Exercise brief: Please reproduce exactly the lines from the start of the records through the one containing "use tracing::info;", and nothing more.

Records supplied:
----------

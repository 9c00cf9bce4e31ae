//! The staleness cache over the four scheduler resources
//!
//! Every read goes through the shared [`Retrier`], and every successful
//! fetch lands in exactly one [`ResourceCache`]. The background refresher
//! holds the same [`CacheShared`] and forces refreshes on its own schedule.

use std::io;
use std::sync::atomic::{AtomicU64, Ordering};
use std::sync::{Arc, Mutex, MutexGuard, PoisonError};
use std::time::Duration;

use lava_protocol::{Device, DeviceSummary};
use tracing::info;

use crate::client::{ClientResult, Operation, RemoteClient};
use crate::refresh::{self, RefreshHandle, SweepReport};
use crate::retry::Retrier;

use super::entry::{CacheEntry, CachePolicy};
use super::resource::{ReadOutcome, RefreshMode, ResourceCache};

/// State shared between interactive readers and the refresher thread
pub(crate) struct CacheShared {
    client: Arc<dyn RemoteClient>,
    retrier: Retrier,
    policy: CachePolicy,
    device_list: ResourceCache<(), Vec<DeviceSummary>>,
    devices: ResourceCache<String, Device>,
    device_tags: ResourceCache<String, Vec<String>>,
    templates: ResourceCache<String, String>,
    sweeps: AtomicU64,
}

impl CacheShared {
    pub(crate) fn device_list(&self, mode: RefreshMode) -> ClientResult<Vec<DeviceSummary>> {
        self.device_list_read(mode).map(|(value, _)| value)
    }

    pub(crate) fn device_list_read(
        &self,
        mode: RefreshMode,
    ) -> ClientResult<(Vec<DeviceSummary>, ReadOutcome)> {
        self.device_list
            .get_with_outcome(&(), &self.policy, mode, || {
                self.retrier
                    .fetch(Operation::ListDevices, || self.client.list_devices())
            })
    }

    pub(crate) fn device(&self, hostname: &str, mode: RefreshMode) -> ClientResult<Device> {
        self.device_read(hostname, mode).map(|(value, _)| value)
    }

    pub(crate) fn device_read(
        &self,
        hostname: &str,
        mode: RefreshMode,
    ) -> ClientResult<(Device, ReadOutcome)> {
        self.devices
            .get_with_outcome(&hostname.to_string(), &self.policy, mode, || {
                self.retrier
                    .fetch(Operation::ShowDevice, || self.client.show_device(hostname))
            })
    }

    pub(crate) fn device_tags(
        &self,
        hostname: &str,
        mode: RefreshMode,
    ) -> ClientResult<Vec<String>> {
        self.device_tags_read(hostname, mode).map(|(value, _)| value)
    }

    pub(crate) fn device_tags_read(
        &self,
        hostname: &str,
        mode: RefreshMode,
    ) -> ClientResult<(Vec<String>, ReadOutcome)> {
        self.device_tags
            .get_with_outcome(&hostname.to_string(), &self.policy, mode, || {
                self.retrier.fetch(Operation::ListDeviceTags, || {
                    self.client.list_device_tags(hostname)
                })
            })
    }

    pub(crate) fn device_type_template(
        &self,
        device_type: &str,
        mode: RefreshMode,
    ) -> ClientResult<String> {
        self.templates
            .get(&device_type.to_string(), &self.policy, mode, || {
                self.retrier.fetch(Operation::DeviceTypeTemplate, || {
                    self.client.device_type_template(device_type)
                })
            })
    }

    /// Hostnames in the device list as currently cached, without fetching
    pub(crate) fn known_hostnames(&self) -> Vec<String> {
        self.device_list
            .peek(&())
            .map(|entry| entry.value.into_iter().map(|d| d.hostname).collect())
            .unwrap_or_default()
    }

    pub(crate) fn record_sweep(&self) {
        self.sweeps.fetch_add(1, Ordering::SeqCst);
    }
}

/// Read-through cache for scheduler resources with bounded staleness.
///
/// Reads refresh once an entry is older than the poll interval. A failed
/// refresh falls back to the held value until it is older than the invalid
/// timeout, after which the failure is returned.
pub struct StalenessCache {
    shared: Arc<CacheShared>,
    refresher: Mutex<Option<RefreshHandle>>,
}

impl StalenessCache {
    /// Create a cache with no background refresher
    pub fn new(client: Arc<dyn RemoteClient>, retrier: Retrier, policy: CachePolicy) -> Self {
        let shared = CacheShared {
            client,
            retrier,
            policy,
            device_list: ResourceCache::new("device_list"),
            devices: ResourceCache::new("device"),
            device_tags: ResourceCache::new("device_tags"),
            templates: ResourceCache::new("device_type_template"),
            sweeps: AtomicU64::new(0),
        };
        Self {
            shared: Arc::new(shared),
            refresher: Mutex::new(None),
        }
    }

    pub fn policy(&self) -> &CachePolicy {
        &self.shared.policy
    }

    pub fn retrier(&self) -> &Retrier {
        &self.shared.retrier
    }

    fn refresher(&self) -> MutexGuard<'_, Option<RefreshHandle>> {
        self.refresher.lock().unwrap_or_else(PoisonError::into_inner)
    }

    /// Start the background refresher. Does nothing if one is already running.
    pub fn start_refresher(&self, interval: Duration) -> io::Result<()> {
        let mut slot = self.refresher();
        if slot.as_ref().is_some_and(RefreshHandle::is_running) {
            return Ok(());
        }
        *slot = Some(refresh::spawn(Arc::clone(&self.shared), interval)?);
        info!(
            event = "lava.refresh.started",
            interval_ms = interval.as_millis() as u64,
        );
        Ok(())
    }

    /// Stop the background refresher and wait for it to exit
    pub fn stop_refresher(&self) {
        let handle = self.refresher().take();
        if let Some(handle) = handle {
            handle.stop();
        }
    }

    pub fn refresher_running(&self) -> bool {
        self.refresher()
            .as_ref()
            .is_some_and(RefreshHandle::is_running)
    }

    /// Number of background sweeps completed so far
    pub fn sweeps_completed(&self) -> u64 {
        self.shared.sweeps.load(Ordering::SeqCst)
    }

    /// Run one refresh sweep on the calling thread
    pub fn refresh_all(&self) -> SweepReport {
        refresh::sweep(&self.shared, None)
    }

    pub fn device_list(&self) -> ClientResult<Vec<DeviceSummary>> {
        self.shared.device_list(RefreshMode::IfStale)
    }

    pub fn device(&self, hostname: &str) -> ClientResult<Device> {
        self.shared.device(hostname, RefreshMode::IfStale)
    }

    pub fn device_tags(&self, hostname: &str) -> ClientResult<Vec<String>> {
        self.shared.device_tags(hostname, RefreshMode::IfStale)
    }

    pub fn device_type_template(&self, device_type: &str) -> ClientResult<String> {
        self.shared
            .device_type_template(device_type, RefreshMode::IfStale)
    }

    /// Cached device list entry, if any, without refreshing
    pub fn peek_device_list(&self) -> Option<CacheEntry<Vec<DeviceSummary>>> {
        self.shared.device_list.peek(&())
    }

    /// Cached device detail entry, if any, without refreshing
    pub fn peek_device(&self, hostname: &str) -> Option<CacheEntry<Device>> {
        self.shared.devices.peek(&hostname.to_string())
    }

    /// Cached tag entry, if any, without refreshing
    pub fn peek_device_tags(&self, hostname: &str) -> Option<CacheEntry<Vec<String>>> {
        self.shared.device_tags.peek(&hostname.to_string())
    }

    /// Cached template entry, if any, without refreshing
    pub fn peek_device_type_template(&self, device_type: &str) -> Option<CacheEntry<String>> {
        self.shared.templates.peek(&device_type.to_string())
    }
}

impl Drop for StalenessCache {
    fn drop(&mut self) {
        self.stop_refresher();
    }
}

impl std::fmt::Debug for StalenessCache {
    fn fmt(&self, f: &mut std::fmt::Formatter<'_>) -> std::fmt::Result {
        f.debug_struct("StalenessCache")
            .field("policy", &self.shared.policy)
            .field("retry", self.shared.retrier.policy())
            .field("cached_devices", &self.shared.devices.len())
            .field("refresher_running", &self.refresher_running())
            .finish()
    }
}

----------

Solution for this task:
repository 9c00cf9bce4e31ae
//! The staleness cache over the four scheduler resources
//!
//! Every read goes through the shared [`Retrier`], and every successful
//! fetch lands in exactly one [`ResourceCache`]. The background refresher
//! holds the same [`CacheShared`] and forces refreshes on its own schedule.

use std::io;
use std::sync::atomic::{AtomicU64, Ordering};
use std::sync::{Arc, Mutex, MutexGuard, PoisonError};
use std::time::Duration;

use lava_protocol::{Device, DeviceSummary};
use tracing::info;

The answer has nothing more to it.